Lung surfactant-hydrogel nanocomposites for pulmonary siRNA delivery: breaching barriers for nanomedicine-based inhalation therapy

Promovendus/a: Pieterjan Merckx

Promotor(en): Prof. dr. Koen Raemdonck, Prof. dr. Stefaan De Smedt

The upsurge in global prevalence of non-infectious inflammatory lung diseases highlights the demand for novel therapies to address the associated unmet medical needs. In that regard, exploiting the intracellular RNA interference (RNAi) pathway through small interfering RNA (siRNA) has opened prospects for a novel disease-modifying therapeutic approach, as it allows potent and highly specific silencing of virtually any gene. Yet, the clinical implementation of siRNA inhalation therapy has so far been held back by the lack of safe and efficient delivery vectors for administration. To this end, we developed pulmonary surfactant-coated nanogels for local pulmonary siRNA delivery. The proposed nanocomposite merges the benefits of a biodegradable, controlled release hydrogel core with a lipid-protein bilayer coating based on the composition of human pulmonary surfactant.

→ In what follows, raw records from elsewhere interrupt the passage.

use async_trait::async_trait;
use graphcore::{AdapterError, DataSource, ExecutionContext, Validation, Value};

/// Serves records from the node config (`records`) or, failing that, the
/// records it was built with. Used for mock data and offline runs.
#[derive(Debug, Clone, Default)]
pub struct StaticDataSource {
    records: Vec<Value>,
}

impl StaticDataSource {
    pub fn new() -> Self {
        Self::default()
    }

    pub fn with_records(records: Vec<Value>) -> Self {
        Self { records }
    }
}

#[async_trait]
impl DataSource for StaticDataSource {
    async fn fetch(&self, config: &Value, _ctx: &ExecutionContext) -> Result<Value, AdapterError> {
        match config.get("records") {
            Some(records) => Ok(records.clone()),
            None => Ok(Value::Array(self.records.clone())),
        }
    }

    fn validate(&self, config: &Value) -> Validation {
        match config.get("records") {
            None | Some(Value::Array(_)) => Validation::ok(),
            Some(_) => Validation::from_errors(vec!["'records' must be an array".into()]),
        }
    }

    fn describe_type(&self) -> &str {
        "static"
    }
}
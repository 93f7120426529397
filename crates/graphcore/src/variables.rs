use crate::{NodeError, Value};
use std::collections::BTreeMap;
use std::sync::Arc;
use tokio::sync::RwLock;

/// Name-addressed variables shared by every run holding a clone.
///
/// Clones share the same map. There is no transactional isolation between
/// interleaved runs: the last write wins.
#[derive(Debug, Clone, Default)]
pub struct VariableStore {
    inner: Arc<RwLock<BTreeMap<String, Value>>>,
}

impl VariableStore {
    pub fn new() -> Self {
        Self::default()
    }

    pub fn from_values(values: BTreeMap<String, Value>) -> Self {
        Self {
            inner: Arc::new(RwLock::new(values)),
        }
    }

    pub async fn get(&self, name: &str) -> Option<Value> {
        self.inner.read().await.get(name).cloned()
    }

    pub async fn set(&self, name: impl Into<String>, value: Value) {
        self.inner.write().await.insert(name.into(), value);
    }

    /// Append to an array variable, creating it if absent. A scalar already
    /// stored under the name becomes the first element.
    pub async fn append(&self, name: &str, value: Value) -> Value {
        let mut vars = self.inner.write().await;
        let next = match vars.remove(name) {
            None => vec![value],
            Some(Value::Array(mut items)) => {
                items.push(value);
                items
            }
            Some(existing) => vec![existing, value],
        };
        let next = Value::Array(next);
        vars.insert(name.to_string(), next.clone());
        next
    }

    /// Add `by` to a numeric variable; an absent variable starts at zero.
    pub async fn increment(&self, name: &str, by: f64) -> Result<Value, NodeError> {
        let mut vars = self.inner.write().await;
        let current = match vars.get(name) {
            None | Some(Value::Null) => 0.0,
            Some(Value::Number(n)) => *n,
            Some(other) => return Err(NodeError::invalid_type(name, "number", other)),
        };
        let next = Value::Number(current + by);
        vars.insert(name.to_string(), next.clone());
        Ok(next)
    }

    pub async fn decrement(&self, name: &str, by: f64) -> Result<Value, NodeError> {
        self.increment(name, -by).await
    }

    pub async fn delete(&self, name: &str) -> Option<Value> {
        self.inner.write().await.remove(name)
    }

    pub async fn snapshot(&self) -> BTreeMap<String, Value> {
        self.inner.read().await.clone()
    }

    pub async fn clear(&self) {
        self.inner.write().await.clear();
    }

    /// True when both handles point at the same underlying map.
    pub fn shares_with(&self, other: &VariableStore) -> bool {
        Arc::ptr_eq(&self.inner, &other.inner)
    }
}

#[cfg(test)]
mod tests {
    use super::*;

    #[tokio::test]
    async fn clones_share_writes() {
        let store = VariableStore::new();
        let other = store.clone();
        store.set("x", Value::from(1)).await;
        assert_eq!(other.get("x").await, Some(Value::from(1)));
        assert!(store.shares_with(&other));
    }

    #[tokio::test]
    async fn append_builds_arrays() {
        let store = VariableStore::new();
        store.append("log", Value::from("a")).await;
        let all = store.append("log", Value::from("b")).await;
        assert_eq!(all, Value::Array(vec![Value::from("a"), Value::from("b")]));
    }

    #[tokio::test]
    async fn increment_starts_from_zero_and_rejects_strings() {
        let store = VariableStore::new();
        assert_eq!(store.increment("n", 2.0).await.unwrap(), Value::from(2));
        assert_eq!(store.decrement("n", 5.0).await.unwrap(), Value::from(-3));

        store.set("s", Value::from("text")).await;
        assert!(store.increment("s", 1.0).await.is_err());
    }

    #[tokio::test]
    async fn delete_removes_value() {
        let store = VariableStore::new();
        store.set("x", Value::from(true)).await;
        assert_eq!(store.delete("x").await, Some(Value::from(true)));
        assert_eq!(store.get("x").await, None);
    }
}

The latter improves the formulation’s biocompatibility and stability, combined with the recent finding that it enhances the relative cellular siRNA delivery. We isolated the main components of pulmonary surfactant necessary to obtain this enhanced siRNA delivery effect, among which surfactant protein B (SP-B) that was identified as being the essential element. Hence, this allowed us to design a nanocomposite with a simplified, SP-B-based coating, for which we demonstrated efficient siRNA delivery in vitro an in vivo. In addition, we explored the potential of β2-agonists to be repurposed as adjuvants for siRNA delivery subsequent to nanocomposite treatment. As a final step, the formulation was shown to be suitable for preservation as a dry powder through lyophilization and administration via nebulization. Altogether, the proof-of-concept data in this work pave the way for pulmonary surfactant coated nanogels towards clinical translation as a novel delivery vector for siRNA inhalation therapy.